- **EXERCISE OBJECTIVE**:
Write down exactly the lines of the records below, beginning with the first and ending with the line that includes "and carried items.".

(Records drawn from a dataset)
________________

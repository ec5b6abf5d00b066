//! Armies, items and stacks.
//!
//! An army is a single combatant. A stack is a group of up to
//! `MAX_STACK_SIZE` armies of one owner that share a tile, move together and
//! carry a pending path.

use serde::{Deserialize, Serialize};

use super::player::PlayerId;
use super::position::Position;

/// Maximum number of armies in one stack (and on one tile).
pub const MAX_STACK_SIZE: usize = 8;

/// Stable identifier of a stack, unique within a game.
#[derive(Debug, Clone, Copy, PartialEq, Eq, Hash, PartialOrd, Ord, Serialize, Deserialize)]
pub struct StackId(pub u32);

/// Stable identifier of an army, unique within a game.
#[derive(Debug, Clone, Copy, PartialEq, Eq, Hash, PartialOrd, Ord, Serialize, Deserialize)]
pub struct ArmyId(pub u32);

/// A carried item. Items add their bonus to the carrier's strength.
#[derive(Debug, Clone, PartialEq, Eq, Serialize, Deserialize)]
pub struct Item {
    pub name: String,
    pub strength_bonus: u32,
}

impl Item {
    pub fn new(name: &str, strength_bonus: u32) -> Self {
        Item {
            name: name.to_string(),
            strength_bonus,
        }
    }
}

/// A single combatant.
#[derive(Debug, Clone, PartialEq)]
pub struct Army {
    pub id: ArmyId,
    pub name: String,
    /// Base strength, 1..=9 for ordinary troops.
    pub strength: u32,
    pub hero: bool,
    pub moves: u32,
    pub max_moves: u32,
    /// Temples (by index) that have already blessed this army.
    pub blessings: Vec<u32>,
    pub items: Vec<Item>,
}

impl Army {
    pub fn new(id: ArmyId, name: &str, strength: u32, max_moves: u32) -> Self {
        Army {
            id,
            name: name.to_string(),
            strength,
            hero: false,
            moves: max_moves,
            max_moves,
            blessings: Vec::new(),
            items: Vec::new(),
        }
    }

    pub fn hero(id: ArmyId, name: &str, strength: u32, max_moves: u32) -> Self {
        Army {
            hero: true,
            ..Army::new(id, name, strength, max_moves)
        }
    }

    /// Strength including blessings and carried items.
    pub fn effective_strength(&self) -> u32 {
        self.strength
            + self.blessings.len() as u32
            + self.items.iter().map(|i| i.strength_bonus).sum::<u32>()
    }

    pub fn is_blessed_at(&self, temple: u32) -> bool {
        self.blessings.contains(&temple)
    }
}

/// A group of armies moving together.
#[derive(Debug, Clone, PartialEq)]
pub struct Stack {
    pub id: StackId,
    pub owner: PlayerId,
    pub pos: Position,
    pub armies: Vec<Army>,
    /// Pending steps, excluding the current position.
    pub path: Vec<Position>,
    pub parked: bool,
    pub defending: bool,
}

impl Stack {
    pub fn new(id: StackId, owner: PlayerId, pos: Position, armies: Vec<Army>) -> Self {
        assert!(
            armies.len() <= MAX_STACK_SIZE,
            "stack {} created with {} armies",
            id.0,
            armies.len()
        );
        Stack {
            id,
            owner,
            pos,
            armies,
            path: Vec::new(),
            parked: false,
            defending: false,
        }
    }

    pub fn size(&self) -> usize {
        self.armies.len()
    }

    pub fn is_empty(&self) -> bool {
        self.armies.is_empty()
    }

    pub fn is_full(&self) -> bool {
        self.armies.len() >= MAX_STACK_SIZE
    }

    /// Remaining movement points: the slowest member sets the pace.
    pub fn moves(&self) -> u32 {
        self.armies.iter().map(|a| a.moves).min().unwrap_or(0)
    }

    pub fn max_moves(&self) -> u32 {
        self.armies.iter().map(|a| a.max_moves).min().unwrap_or(0)
    }

    /// True when no member has spent any movement this turn.
    pub fn is_fully_rested(&self) -> bool {
        !self.armies.is_empty() && self.armies.iter().all(|a| a.moves >= a.max_moves)
    }

    pub fn has_hero(&self) -> bool {
        self.armies.iter().any(|a| a.hero)
    }

    pub fn has_path(&self) -> bool {
        !self.path.is_empty()
    }

    /// Final waypoint of the pending path.
    pub fn destination(&self) -> Option<Position> {
        self.path.last().copied()
    }

    pub fn clear_path(&mut self) {
        self.path.clear();
    }

    /// Deducts `cost` movement points from every member.
    pub fn spend_moves(&mut self, cost: u32) {
        for army in &mut self.armies {
            army.moves = army.moves.saturating_sub(cost);
        }
    }

    pub fn reset_moves(&mut self) {
        for army in &mut self.armies {
            army.moves = army.max_moves;
        }
    }

    pub fn army_ids(&self) -> Vec<ArmyId> {
        self.armies.iter().map(|a| a.id).collect()
    }

    pub fn contains_army(&self, id: ArmyId) -> bool {
        self.armies.iter().any(|a| a.id == id)
    }

    pub fn heroes(&self) -> impl Iterator<Item = &Army> {
        self.armies.iter().filter(|a| a.hero)
    }
}

#[cfg(test)]
mod tests {
    use super::*;

    fn stack_of(strengths: &[u32]) -> Stack {
        let armies = strengths
            .iter()
            .enumerate()
            .map(|(i, &s)| Army::new(ArmyId(i as u32), "Infantry", s, 12))
            .collect();
        Stack::new(StackId(1), PlayerId(1), Position::new(0, 0), armies)
    }

    #[test]
    fn moves_follow_slowest_member() {
        let mut stack = stack_of(&[3, 4]);
        stack.armies[1].moves = 5;
        assert_eq!(stack.moves(), 5);
        assert!(!stack.is_fully_rested());
        stack.reset_moves();
        assert_eq!(stack.moves(), 12);
        assert!(stack.is_fully_rested());
    }

    #[test]
    fn empty_stack_has_no_moves() {
        let stack = stack_of(&[]);
        assert_eq!(stack.moves(), 0);
        assert!(!stack.is_fully_rested());
        assert!(stack.is_empty());
    }

    #[test]
    fn spend_moves_saturates() {
        let mut stack = stack_of(&[2]);
        stack.spend_moves(20);
        assert_eq!(stack.moves(), 0);
    }

    #[test]
    fn effective_strength_counts_items_and_blessings() {
        let mut army = Army::hero(ArmyId(9), "Hero", 5, 16);
        army.items.push(Item::new("Crown", 2));
        army.blessings.push(0);
        assert_eq!(army.effective_strength(), 8);
        assert!(army.is_blessed_at(0));
        assert!(!army.is_blessed_at(1));
    }

    #[test]
    fn destination_is_last_step() {
        let mut stack = stack_of(&[1]);
        assert_eq!(stack.destination(), None);
        stack.path = vec![Position::new(1, 0), Position::new(2, 0)];
        assert_eq!(stack.destination(), Some(Position::new(2, 0)));
        stack.clear_path();
        assert!(!stack.has_path());
    }

    #[test]
    #[should_panic]
    fn oversized_stack_panics() {
        stack_of(&[1; MAX_STACK_SIZE + 1]);
    }
}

________________

- **RESULT OF THE EXERCISE**:
repository ec5b6abf5d00b066
//! Armies, items and stacks.
//!
//! An army is a single combatant. A stack is a group of up to
//! `MAX_STACK_SIZE` armies of one owner that share a tile, move together and
//! carry a pending path.

use serde::{Deserialize, Serialize};

use super::player::PlayerId;
use super::position::Position;

/// Maximum number of armies in one stack (and on one tile).
pub const MAX_STACK_SIZE: usize = 8;

/// Stable identifier of a stack, unique within a game.
#[derive(Debug, Clone, Copy, PartialEq, Eq, Hash, PartialOrd, Ord, Serialize, Deserialize)]
pub struct StackId(pub u32);

/// Stable identifier of an army, unique within a game.
#[derive(Debug, Clone, Copy, PartialEq, Eq, Hash, PartialOrd, Ord, Serialize, Deserialize)]
pub struct ArmyId(pub u32);

/// A carried item. Items add their bonus to the carrier's strength.
#[derive(Debug, Clone, PartialEq, Eq, Serialize, Deserialize)]
pub struct Item {
    pub name: String,
    pub strength_bonus: u32,
}

impl Item {
    pub fn new(name: &str, strength_bonus: u32) -> Self {
        Item {
            name: name.to_string(),
            strength_bonus,
        }
    }
}

/// A single combatant.
#[derive(Debug, Clone, PartialEq)]
pub struct Army {
    pub id: ArmyId,
    pub name: String,
    /// Base strength, 1..=9 for ordinary troops.
    pub strength: u32,
    pub hero: bool,
    pub moves: u32,
    pub max_moves: u32,
    /// Temples (by index) that have already blessed this army.
    pub blessings: Vec<u32>,
    pub items: Vec<Item>,
}

impl Army {
    pub fn new(id: ArmyId, name: &str, strength: u32, max_moves: u32) -> Self {
        Army {
            id,
            name: name.to_string(),
            strength,
            hero: false,
            moves: max_moves,
            max_moves,
            blessings: Vec::new(),
            items: Vec::new(),
        }
    }

    pub fn hero(id: ArmyId, name: &str, strength: u32, max_moves: u32) -> Self {
        Army {
            hero: true,
            ..Army::new(id, name, strength, max_moves)
        }
    }

    /// Strength including blessings and carried items.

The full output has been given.